Data extracts: Begin
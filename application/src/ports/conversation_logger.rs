//! Port for structured conversation logging.
//!
//! Defines the [`ConversationLogger`] trait for recording conversation
//! events (session starts, user turns, assistant replies, backend
//! failures) to a structured log.
//!
//! This is separate from `tracing`-based operation logs: tracing handles
//! human-readable diagnostic messages, while this port captures the
//! conversation transcript in a machine-readable format (JSONL).

use serde_json::Value;

/// A structured conversation event for logging.
pub struct ConversationEvent {
    /// Event type identifier (e.g., "session_started", "assistant_reply").
    pub event_type: &'static str,
    /// JSON payload with event-specific data.
    pub payload: Value,
}

impl ConversationEvent {
    pub fn new(event_type: &'static str, payload: Value) -> Self {
        Self {
            event_type,
            payload,
        }
    }
}

/// Port for logging conversation events to a structured log.
///
/// Implementations write each event as a single record (e.g., one JSONL
/// line). The `log` method is intentionally synchronous and non-fallible
/// to avoid disrupting the main execution flow — logging failures are
/// silently ignored.
pub trait ConversationLogger: Send + Sync {
    /// Record a conversation event.
    fn log(&self, event: ConversationEvent);
}

/// No-op implementation for tests and when logging is disabled.
pub struct NoConversationLogger;

impl ConversationLogger for NoConversationLogger {
    fn log(&self, _event: ConversationEvent) {}
}
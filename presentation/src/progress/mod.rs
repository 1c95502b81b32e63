//! Progress indication

pub mod reporter;
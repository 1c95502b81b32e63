//! Backend boundary adapters
//!
//! [`proxy::ProxyClient`] is the transparent HTTP relay; it forwards
//! serialized bodies to the configured base URL and knows nothing about
//! conversations. [`gateway::HttpBackendGateway`] sits on top of it and
//! implements the application's `BackendGateway` port.

pub mod gateway;
pub mod proxy;
#[cfg(test)]
mod tests {
    use super::*;
    use crate::ports::backend_gateway::GatewayError;
    use async_trait::async_trait;
    use std::collections::VecDeque;
    use tabletalk_domain::Role;
    use tokio::sync::Notify;

    /// Gateway stub with scripted responses; records every send request.
    struct StubGateway {
        start_replies: Mutex<VecDeque<Result<Vec<Message>, GatewayError>>>,
        send_replies: Mutex<VecDeque<Result<Vec<Message>, GatewayError>>>,
        sent: Mutex<Vec<(String, Vec<Message>)>>,
        /// When set, `send_message` parks until notified.
        gate: Option<Arc<Notify>>,
    }

    impl StubGateway {
        fn new() -> Self {
            Self {
                start_replies: Mutex::new(VecDeque::new()),
                send_replies: Mutex::new(VecDeque::new()),
                sent: Mutex::new(Vec::new()),
                gate: None,
            }
        }

        fn with_gate(mut self, gate: Arc<Notify>) -> Self {
            self.gate = Some(gate);
            self
        }

        fn on_start(self, reply: Result<Vec<Message>, GatewayError>) -> Self {
            self.start_replies.lock().unwrap().push_back(reply);
            self
        }

        fn on_send(self, reply: Result<Vec<Message>, GatewayError>) -> Self {
            self.send_replies.lock().unwrap().push_back(reply);
            self
        }
    }

    #[async_trait]
    impl BackendGateway for StubGateway {
        async fn start_conversation(&self) -> Result<Vec<Message>, GatewayError> {
            self.start_replies
                .lock()
                .unwrap()
                .pop_front()
                .unwrap_or_else(|| Ok(Vec::new()))
        }

        async fn send_message(
            &self,
            message: &str,
            conversation: &[Message],
        ) -> Result<Vec<Message>, GatewayError> {
            self.sent
                .lock()
                .unwrap()
                .push((message.to_string(), conversation.to_vec()));
            if let Some(gate) = &self.gate {
                gate.notified().await;
            }
            self.send_replies
                .lock()
                .unwrap()
                .pop_front()
                .unwrap_or_else(|| Ok(conversation.to_vec()))
        }
    }

    fn welcome() -> Vec<Message> {
        vec![Message::system("Welcome")]
    }

    async fn started_controller(gateway: StubGateway) -> ConversationController {
        let controller = ConversationController::new(Arc::new(gateway.on_start(Ok(welcome()))));
        assert_eq!(controller.start_conversation().await, StartOutcome::Started);
        controller
    }

    #[tokio::test]
    async fn start_replaces_conversation_with_server_history() {
        let controller = started_controller(StubGateway::new()).await;
        let snap = controller.snapshot();
        assert_eq!(snap.conversation, welcome());
        assert!(!snap.in_flight);
    }

    #[tokio::test]
    async fn second_start_discards_first_regardless_of_outcome() {
        // First start fails, second succeeds: the session always ends up
        // equal to the second call's server response.
        let gateway = StubGateway::new()
            .on_start(Err(GatewayError::Transport("refused".into())))
            .on_start(Ok(welcome()));
        let controller = ConversationController::new(Arc::new(gateway));

        assert_eq!(controller.start_conversation().await, StartOutcome::Failed);
        assert!(controller.snapshot().conversation.is_empty());
        assert!(!controller.snapshot().in_flight);

        assert_eq!(controller.start_conversation().await, StartOutcome::Started);
        assert_eq!(controller.snapshot().conversation, welcome());
    }

    #[tokio::test]
    async fn send_appends_optimistically_then_server_wins() {
        let gate = Arc::new(Notify::new());
        let server_reply = vec![
            Message::system("Welcome"),
            Message::user("hello"),
            Message::assistant("hi!"),
        ];
        let gateway = StubGateway::new()
            .with_gate(gate.clone())
            .on_send(Ok(server_reply.clone()));
        let controller = started_controller(gateway).await;

        let pending = {
            let controller = controller.clone();
            tokio::spawn(async move { controller.send_message("hello").await })
        };

        // Wait until the request is in flight, then check the optimistic state.
        while !controller.snapshot().in_flight {
            tokio::task::yield_now().await;
        }
        let snap = controller.snapshot();
        assert_eq!(
            snap.conversation,
            vec![Message::system("Welcome"), Message::user("hello")]
        );
        assert_eq!(snap.phase, SessionPhase::Sending);

        gate.notify_one();
        assert_eq!(pending.await.unwrap(), SendOutcome::Delivered);
        assert_eq!(controller.snapshot().conversation, server_reply);
        assert!(!controller.snapshot().in_flight);
    }

    #[tokio::test]
    async fn send_request_carries_full_optimistic_conversation() {
        let server_reply = vec![
            Message::system("Welcome"),
            Message::user("hello"),
            Message::assistant("hi!"),
        ];
        let gateway = StubGateway::new().on_send(Ok(server_reply));
        let sent = {
            let gateway = Arc::new(gateway.on_start(Ok(welcome())));
            let controller = ConversationController::new(gateway.clone());
            controller.start_conversation().await;
            controller.send_message("hello").await;
            gateway.sent.lock().unwrap().clone()
        };
        assert_eq!(sent.len(), 1);
        assert_eq!(sent[0].0, "hello");
        assert_eq!(
            sent[0].1,
            vec![Message::system("Welcome"), Message::user("hello")]
        );
    }

    #[tokio::test]
    async fn failed_send_retains_optimistic_turn() {
        let gateway =
            StubGateway::new().on_send(Err(GatewayError::Transport("timed out".into())));
        let controller = started_controller(gateway).await;

        assert_eq!(controller.send_message("hello").await, SendOutcome::Failed);
        let snap = controller.snapshot();
        assert_eq!(
            snap.conversation,
            vec![Message::system("Welcome"), Message::user("hello")]
        );
        // The failed round trip must not leave the session stuck in flight.
        assert!(!snap.in_flight);
    }

    #[tokio::test]
    async fn send_while_in_flight_is_dropped_not_queued() {
        let gate = Arc::new(Notify::new());
        let gateway = StubGateway::new().with_gate(gate.clone());
        let controller = started_controller(gateway).await;

        let pending = {
            let controller = controller.clone();
            tokio::spawn(async move { controller.send_message("first").await })
        };
        while !controller.snapshot().in_flight {
            tokio::task::yield_now().await;
        }

        let before = controller.snapshot().conversation;
        assert_eq!(controller.send_message("second").await, SendOutcome::Busy);
        assert_eq!(controller.snapshot().conversation, before);

        gate.notify_one();
        pending.await.unwrap();
        // "second" never made it into the conversation.
        assert!(
            !controller
                .snapshot()
                .conversation
                .iter()
                .any(|m| m.content == "second")
        );
    }

    #[tokio::test]
    async fn start_while_in_flight_is_dropped() {
        let gate = Arc::new(Notify::new());
        let gateway = StubGateway::new().with_gate(gate.clone());
        let controller = started_controller(gateway).await;

        let pending = {
            let controller = controller.clone();
            tokio::spawn(async move { controller.send_message("first").await })
        };
        while !controller.snapshot().in_flight {
            tokio::task::yield_now().await;
        }

        assert_eq!(controller.start_conversation().await, StartOutcome::Busy);

        gate.notify_one();
        pending.await.unwrap();
    }

    #[tokio::test]
    async fn blank_draft_is_a_silent_no_op() {
        let controller = started_controller(StubGateway::new()).await;
        assert_eq!(controller.send_message("   ").await, SendOutcome::BlankDraft);
        assert_eq!(controller.snapshot().conversation, welcome());
    }

    #[tokio::test]
    async fn send_without_started_conversation_is_a_no_op() {
        let controller = ConversationController::new(Arc::new(StubGateway::new()));
        assert_eq!(controller.send_message("hello").await, SendOutcome::NoSession);
        assert!(controller.snapshot().conversation.is_empty());
    }

    #[tokio::test]
    async fn start_with_omitted_history_yields_empty_conversation() {
        let gateway = StubGateway::new().on_start(Ok(Vec::new()));
        let controller = ConversationController::new(Arc::new(gateway));
        assert_eq!(controller.start_conversation().await, StartOutcome::Started);
        assert!(controller.snapshot().conversation.is_empty());
    }

    #[tokio::test]
    async fn full_session_exchange() {
        // start -> welcome; send a SQL question -> optimistic turn;
        // server reply appends the assistant turn. Exact order preserved.
        let server_reply = vec![
            Message::system("Welcome"),
            Message::user("SQL: SELECT * FROM t"),
            Message::assistant("Done"),
        ];
        let gateway = StubGateway::new().on_send(Ok(server_reply.clone()));
        let controller = started_controller(gateway).await;

        assert_eq!(
            controller.send_message("SQL: SELECT * FROM t").await,
            SendOutcome::Delivered
        );
        let snap = controller.snapshot();
        assert_eq!(snap.conversation, server_reply);
        assert_eq!(snap.conversation[0].role, Role::System);
        assert_eq!(snap.conversation[2].role, Role::Assistant);
    }
}
//! Application layer for tabletalk
//!
//! This crate contains the conversation controller use case and the port
//! definitions it depends on. It depends only on the domain layer.

pub mod ports;
pub mod use_cases;

// Re-export commonly used types
pub use ports::backend_gateway::{BackendGateway, GatewayError};
pub use ports::conversation_logger::{
    ConversationEvent, ConversationLogger, NoConversationLogger,
};
pub use use_cases::conversation::{
    ConversationController, SendOutcome, SessionSnapshot, StartOutcome,
};
//! In-flight spinner shown while a backend round trip is outstanding

use indicatif::{ProgressBar, ProgressStyle};
use std::time::Duration;

/// Spinner displayed for the duration of one request.
///
/// Cleared (not finished in place) so the rendered conversation stays
/// clean once the reply arrives.
pub struct PendingSpinner {
    bar: ProgressBar,
}

impl PendingSpinner {
    pub fn start(message: &str) -> Self {
        let bar = ProgressBar::new_spinner();
        bar.set_style(Self::spinner_style());
        bar.set_message(message.to_string());
        bar.enable_steady_tick(Duration::from_millis(80));
        Self { bar }
    }

    fn spinner_style() -> ProgressStyle {
        ProgressStyle::default_spinner()
            .template("{spinner:.green} {msg}")
            .unwrap()
    }

    /// Stop and erase the spinner line.
    pub fn finish(self) {
        self.bar.finish_and_clear();
    }
}
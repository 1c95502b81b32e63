//! Interactive chat

pub mod repl;

pub use repl::ChatRepl;
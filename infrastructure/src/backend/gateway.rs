//! HTTP implementation of the `BackendGateway` port.
//!
//! Serializes the two conversation endpoints' request bodies, forwards
//! them through [`ProxyClient`], and decodes the `conversation` field of
//! the reply. A reply that omits the field yields an empty history; a
//! reply whose field cannot be decoded is an [`GatewayError::InvalidResponse`].

use crate::backend::proxy::{ProxyClient, ProxyError};
use async_trait::async_trait;
use serde_json::{Value, json};
use tabletalk_application::{BackendGateway, GatewayError};
use tabletalk_domain::Message;

/// Logical sub-path for starting a conversation.
pub const START_PATH: &str = "conversation/start";
/// Logical sub-path for sending a message.
pub const MESSAGE_PATH: &str = "conversation/message";

/// Gateway adapter speaking the backend's JSON conversation protocol.
pub struct HttpBackendGateway {
    proxy: ProxyClient,
}

impl HttpBackendGateway {
    pub fn new(proxy: ProxyClient) -> Self {
        Self { proxy }
    }
}

impl From<ProxyError> for GatewayError {
    fn from(e: ProxyError) -> Self {
        match e {
            ProxyError::Transport(msg) => GatewayError::Transport(msg),
            ProxyError::Status { status, body } => GatewayError::Backend { status, body },
            ProxyError::Decode(msg) => GatewayError::InvalidResponse(msg),
        }
    }
}

/// Decode the `conversation` field of a backend reply.
///
/// A missing or null field falls back to the given conversation: empty
/// for a start (the server sent no history), the optimistic local copy
/// for a send (the reply just didn't echo it back).
fn decode_conversation(reply: Value, fallback: &[Message]) -> Result<Vec<Message>, GatewayError> {
    match reply.get("conversation") {
        None | Some(Value::Null) => Ok(fallback.to_vec()),
        Some(field) => serde_json::from_value(field.clone())
            .map_err(|e| GatewayError::InvalidResponse(format!("conversation field: {}", e))),
    }
}

#[async_trait]
impl BackendGateway for HttpBackendGateway {
    async fn start_conversation(&self) -> Result<Vec<Message>, GatewayError> {
        let reply = self.proxy.forward(START_PATH, json!({})).await?;
        decode_conversation(reply, &[])
    }

    async fn send_message(
        &self,
        message: &str,
        conversation: &[Message],
    ) -> Result<Vec<Message>, GatewayError> {
        let body = json!({
            "message": message,
            "conversation": conversation,
        });
        let reply = self.proxy.forward(MESSAGE_PATH, body).await?;
        decode_conversation(reply, conversation)
    }
}
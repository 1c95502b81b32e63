//! Transparent request relay to the assistant backend.
//!
//! The proxy is deliberately dumb: it POSTs an already-serialized JSON
//! body to `{base_url}/{sub_path}` and hands back the backend's parsed
//! JSON body unchanged. It performs no retries and no interpretation of
//! the payload. Every failure mode — connection refused, timeout,
//! non-success status, undecodable body — collapses into [`ProxyError`],
//! whose caller-facing surface is a fixed `{"error": ...}` body with a
//! 500-equivalent status.

use serde_json::{Value, json};
use thiserror::Error;
use tracing::debug;

/// The structured failure message returned for every proxy failure.
pub const FAILURE_MESSAGE: &str = "Failed to communicate with backend service";

/// Errors crossing the proxy boundary
#[derive(Error, Debug)]
pub enum ProxyError {
    /// Network-level failure reaching the backend.
    #[error("Transport error: {0}")]
    Transport(String),

    /// Backend reachable but returned a non-success status.
    #[error("Backend returned status {status}: {body}")]
    Status { status: u16, body: String },

    /// Backend returned a body that is not valid JSON.
    #[error("Undecodable backend response: {0}")]
    Decode(String),
}

impl ProxyError {
    /// The JSON body surfaced to callers, regardless of the underlying
    /// failure mode.
    pub fn failure_body(&self) -> Value {
        json!({ "error": FAILURE_MESSAGE })
    }

    /// The HTTP-equivalent status surfaced to callers.
    pub fn status(&self) -> u16 {
        500
    }
}

/// Stateless relay for backend requests.
pub struct ProxyClient {
    client: reqwest::Client,
    base_url: String,
}

impl ProxyClient {
    /// Create a proxy client for the given backend base URL
    /// (e.g. `http://localhost:3000/api`).
    pub fn new(base_url: impl Into<String>) -> Self {
        let base_url = base_url.into().trim_end_matches('/').to_string();
        Self {
            client: reqwest::Client::new(),
            base_url,
        }
    }

    pub fn base_url(&self) -> &str {
        &self.base_url
    }

    /// Full URL for a logical sub-path like `conversation/start`.
    pub fn endpoint_url(&self, sub_path: &str) -> String {
        format!("{}/{}", self.base_url, sub_path.trim_start_matches('/'))
    }

    /// Forward a JSON body to the backend and return its parsed JSON
    /// reply unchanged.
    pub async fn forward(&self, sub_path: &str, body: Value) -> Result<Value, ProxyError> {
        let url = self.endpoint_url(sub_path);
        debug!(%url, "Forwarding request to backend");

        let response = self
            .client
            .post(&url)
            .header(reqwest::header::CONTENT_TYPE, "application/json")
            .json(&body)
            .send()
            .await
            .map_err(|e| ProxyError::Transport(e.to_string()))?;

        let status = response.status();
        if !status.is_success() {
            let body = response.text().await.unwrap_or_default();
            return Err(ProxyError::Status {
                status: status.as_u16(),
                body,
            });
        }

        response
            .json::<Value>()
            .await
            .map_err(|e| ProxyError::Decode(e.to_string()))
    }
}

#[cfg(test)]
mod tests {
    use super::*;

    #[test]
    fn endpoint_url_joins_base_and_sub_path() {
        let proxy = ProxyClient::new("http://localhost:3000/api");
        assert_eq!(
            proxy.endpoint_url("conversation/start"),
            "http://localhost:3000/api/conversation/start"
        );
    }

    #[test]
    fn endpoint_url_normalizes_slashes() {
        let proxy = ProxyClient::new("http://localhost:3000/api/");
        assert_eq!(
            proxy.endpoint_url("/conversation/message"),
            "http://localhost:3000/api/conversation/message"
        );
    }

    #[test]
    fn every_failure_mode_maps_to_the_same_structured_surface() {
        let errors = [
            ProxyError::Transport("connection refused".into()),
            ProxyError::Status {
                status: 502,
                body: "bad gateway".into(),
            },
            ProxyError::Decode("expected value".into()),
        ];
        for e in errors {
            assert_eq!(e.status(), 500);
            assert_eq!(e.failure_body(), json!({ "error": FAILURE_MESSAGE }));
        }
    }
}
//! Application use cases

pub mod conversation;
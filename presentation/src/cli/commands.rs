//! CLI command definitions

use clap::Parser;
use std::path::PathBuf;

/// CLI arguments for tabletalk
#[derive(Parser, Debug)]
#[command(name = "tabletalk")]
#[command(author, version, about = "Chat with a SQL data assistant from the terminal")]
#[command(long_about = r#"
tabletalk is a terminal chat client for a SQL data assistant backend.

Assistant turns tagged with `SQL:` are shown as verbatim query blocks;
everything else is rendered as markdown. Each turn is a single
request/response round trip, serialized per session.

Configuration is merged from (in priority order):
1. API_BASE_URL / TABLETALK_* environment variables
2. --config <path>     Explicit config file
3. ./tabletalk.toml    Project-level config
4. ~/.config/tabletalk/config.toml   Global config

Example:
  tabletalk                          # interactive chat
  tabletalk "How many users signed up last week?"
  API_BASE_URL=http://backend:3000/api tabletalk
"#)]
pub struct Cli {
    /// One-shot question: start a conversation, send it, print the
    /// reply, exit. Omit to start interactive chat.
    pub question: Option<String>,

    /// Override the backend base URL from config
    #[arg(long, value_name = "URL")]
    pub backend_url: Option<String>,

    /// Write a JSONL conversation transcript to this path
    #[arg(long, value_name = "PATH")]
    pub transcript: Option<PathBuf>,

    /// Disable colored output
    #[arg(long)]
    pub plain: bool,

    /// Verbosity level (-v = info, -vv = debug, -vvv = trace)
    #[arg(short, long, action = clap::ArgAction::Count)]
    pub verbose: u8,

    /// Suppress the in-flight spinner
    #[arg(short, long)]
    pub quiet: bool,

    /// Path to configuration file
    #[arg(long, value_name = "PATH")]
    pub config: Option<PathBuf>,

    /// Disable loading of configuration files
    #[arg(long)]
    pub no_config: bool,

    /// Show configuration file locations and exit
    #[arg(long)]
    pub show_config: bool,
}
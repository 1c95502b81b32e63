//! Configuration loading

pub mod file_config;
pub mod loader;

pub use file_config::{FileBackendConfig, FileConfig, FileLogConfig, FileReplConfig};
pub use loader::ConfigLoader;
Data extracts: End
* _Directions_
Could you return exactly the stretch of the data above that starts at the line with "assert_eq!(snap.conversation[0].role, Role::System);" and ends at the line with "the domain layer.", both lines included?

* _Written solution_
        assert_eq!(snap.conversation[0].role, Role::System);
        assert_eq!(snap.conversation[2].role, Role::Assistant);
    }
}
//! Application layer for tabletalk
//!
//! This crate contains the conversation controller use case and the port
//! definitions it depends on. It depends only on the domain layer.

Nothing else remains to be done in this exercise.